In summary, the choice between 2D and 3D GNN models should be determined by the specific requirements and constraints of the study. When high predictive accuracy and molecular detail are essential—such as in the precise prediction of ω—and reliable 3D structural information is available, 3D GNN models are preferable due to their superior capacity to capture spatial molecular features. However, 3D models demand significantly more computational resources: for example, ALIGNN, GemNet, and SchNet required approximately 3525, 333, and 188 minutes of training, in contrast to the 2D models, GINE, GATv2, GraphSAGE, GCN, GIN, and attentive FP, which were trained in roughly 224, 183, 127, 48, 39, and 21 minutes, respectively. This high computational cost of ALIGNN arises from its coupled message passing on both the atom graph and its line graph, where bonds are treated as nodes and bond pairs encode angular (three-body) interactions, substantially increasing graph size, message-passing operations, and memory usage.²⁶ Note that all model training was conducted on a single NVIDIA RTX 5000 GPU equipped with 32 GB of memory.

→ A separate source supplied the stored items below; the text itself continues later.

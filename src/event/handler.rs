use async_trait::async_trait;
use thiserror::Error;

use super::changes::MatchChange;

/// Errors that can occur when handling match changes
#[derive(Debug, Error)]
pub enum ChangeHandlerError {
    #[error("Change for another match: {0}")]
    WrongMatch(String),

    #[error("Handler error: {0}")]
    HandlerError(String),
}

/// Trait for components that react to changes of one match
///
/// Handlers should be idempotent: the same change may be delivered twice.
#[async_trait]
pub trait MatchChangeHandler: Send + Sync {
    async fn handle_change(
        &self,
        match_id: &str,
        change: MatchChange,
    ) -> Result<(), ChangeHandlerError>;

    /// Called after the subscription fell behind and changes were dropped.
    /// Handlers that keep state derived from the stream rebuild it here.
    async fn resync(&self, _match_id: &str) -> Result<(), ChangeHandlerError> {
        Ok(())
    }

    /// Get a human-readable name for this handler (for logging/debugging)
    fn handler_name(&self) -> &'static str;
}
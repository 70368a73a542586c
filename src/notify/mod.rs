// Operator notices for non-fatal failures (rolled-back writes and the like)

pub use notifier::{Notice, NoticeLevel, OperatorNotifier, TracingNotifier};

mod notifier;
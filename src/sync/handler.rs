use std::sync::{Arc, Weak};

use async_trait::async_trait;
use tokio::sync::RwLock;
use tracing::{debug, error, info};

use super::strategy::ReconciliationStrategy;
use crate::console::LiveMatchState;
use crate::event::{ChangeHandlerError, MatchChange, MatchChangeHandler};
use crate::stats::{score_mismatches, StatsPublisher};
use crate::store::{MatchStore, StoreError};

/// Told when another client starts the shared clock
#[async_trait]
pub trait RemoteClockListener: Send + Sync {
    async fn remote_clock_started(&self);
}

/// Applies a match's change stream to one console's local state
pub struct MatchSyncHandler {
    state: Arc<RwLock<LiveMatchState>>,
    strategy: Arc<dyn ReconciliationStrategy>,
    origin: String,
    stats: StatsPublisher,
    store: Arc<dyn MatchStore>,
    clock_listener: Option<Weak<dyn RemoteClockListener>>,
}

impl MatchSyncHandler {
    pub fn new(
        state: Arc<RwLock<LiveMatchState>>,
        strategy: Arc<dyn ReconciliationStrategy>,
        origin: impl Into<String>,
        stats: StatsPublisher,
        store: Arc<dyn MatchStore>,
    ) -> Self {
        Self {
            state,
            strategy,
            origin: origin.into(),
            stats,
            store,
            clock_listener: None,
        }
    }

    pub fn with_clock_listener(mut self, listener: Weak<dyn RemoteClockListener>) -> Self {
        self.clock_listener = Some(listener);
        self
    }

    /// Rebuilds local state from a fresh read of the store
    pub async fn resync_from_store(&self, match_id: &str) -> Result<(), StoreError> {
        let record = self
            .store
            .fetch_match(match_id)
            .await?
            .ok_or_else(|| StoreError::NotFound(format!("Match not found: {}", match_id)))?;
        let events = self.store.fetch_events(match_id).await?;
        let players = self.store.fetch_players(match_id).await?;

        let (started, event_count) = {
            let mut state = self.state.write().await;
            let was_running = state.clock.running();
            state.rebase(record, events, players);
            self.stats.publish(&state.stats_context());
            (!was_running && state.clock.running(), state.timeline.len())
        };

        info!(match_id = %match_id, events = event_count, "Resynced from store");
        if started {
            self.clock_started().await;
        }
        Ok(())
    }

    async fn clock_started(&self) {
        if let Some(listener) = self.clock_listener.as_ref().and_then(Weak::upgrade) {
            listener.remote_clock_started().await;
        }
    }
}

#[async_trait]
impl MatchChangeHandler for MatchSyncHandler {
    async fn handle_change(
        &self,
        match_id: &str,
        change: MatchChange,
    ) -> Result<(), ChangeHandlerError> {
        if change.match_id() != match_id {
            return Err(ChangeHandlerError::WrongMatch(change.match_id().to_string()));
        }

        // Our own row updates are already applied locally
        if matches!(change, MatchChange::MatchUpdated { .. }) && change.origin() == self.origin {
            return Ok(());
        }

        let change_type = change.change_type();
        let mut state = self.state.write().await;
        let was_running = state.clock.running();

        let changed = match change {
            MatchChange::EventInserted { event, .. } => self.strategy.apply_insert(&mut state, event),
            MatchChange::EventDeleted { event_id, .. } => {
                self.strategy.apply_delete(&mut state, event_id)
            }
            MatchChange::MatchUpdated { patch, .. } => {
                let changed = self.strategy.apply_update(&mut state, &patch);
                if patch.home_score.is_some() || patch.away_score.is_some() {
                    for mismatch in score_mismatches(&state.record, &state.timeline) {
                        error!(
                            match_id = %match_id,
                            team = %mismatch.team,
                            stored = mismatch.stored,
                            live = mismatch.live,
                            "Stored score disagrees with goal events"
                        );
                    }
                }
                changed
            }
        };

        debug!(
            match_id = %match_id,
            change = change_type,
            strategy = self.strategy.name(),
            changed = changed,
            "Merged remote change"
        );

        if changed {
            self.stats.publish(&state.stats_context());
        }
        let started = !was_running && state.clock.running();
        drop(state);

        if started {
            self.clock_started().await;
        }
        Ok(())
    }

    async fn resync(&self, match_id: &str) -> Result<(), ChangeHandlerError> {
        self.resync_from_store(match_id)
            .await
            .map_err(|e| ChangeHandlerError::HandlerError(e.to_string()))
    }

    fn handler_name(&self) -> &'static str {
        "MatchSyncHandler"
    }
}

When computational efficiency, scalability, or the lack of accurate 3D conformations is a concern, 2D GNN models provide a robust and efficient alternative that remains broadly applicable. Therefore, using 3D models when high accuracy is required and 2D models when computational efficiency or scalability is important, provides a practical and balanced approach for predicting molecular properties. All execution times for 2D and 3D GNNs are shown in Fig. 7.


	Fig. 7 Computational cost associated with 2D and 3D GNN model training.

IV. Conclusion

In this study, we performed a comprehensive evaluation of graph neural network (GNN) architectures for predicting the electrophilicity index (ω), a key quantum chemical descriptor related to molecular reactivity. We benchmarked both 2D models—such as GINE, GIN, attentive FP, GraphSAGE, GATv2, and GCN—that utilize molecular graph connectivity, and 3D models—GemNet, SchNet, and ALIGNN—that incorporate spatial features including atomic coordinates, distances, and angles. To the best of our knowledge, this work represents the first study to directly predict the conceptual DFT ω using GNNs.

Our results show that while 3D GNNs generally achieve superior accuracy and consistency due to their explicit exploitation of molecular geometry, several 2D models attain competitive performance, highlighting their value for efficient and scalable prediction, especially when 3D structural data are unavailable or costly to obtain. Among the 2D models, GINE outperforms all other architectures, while among the 3D models, ALIGNN achieves the best performance, followed by SchNet and GemNet.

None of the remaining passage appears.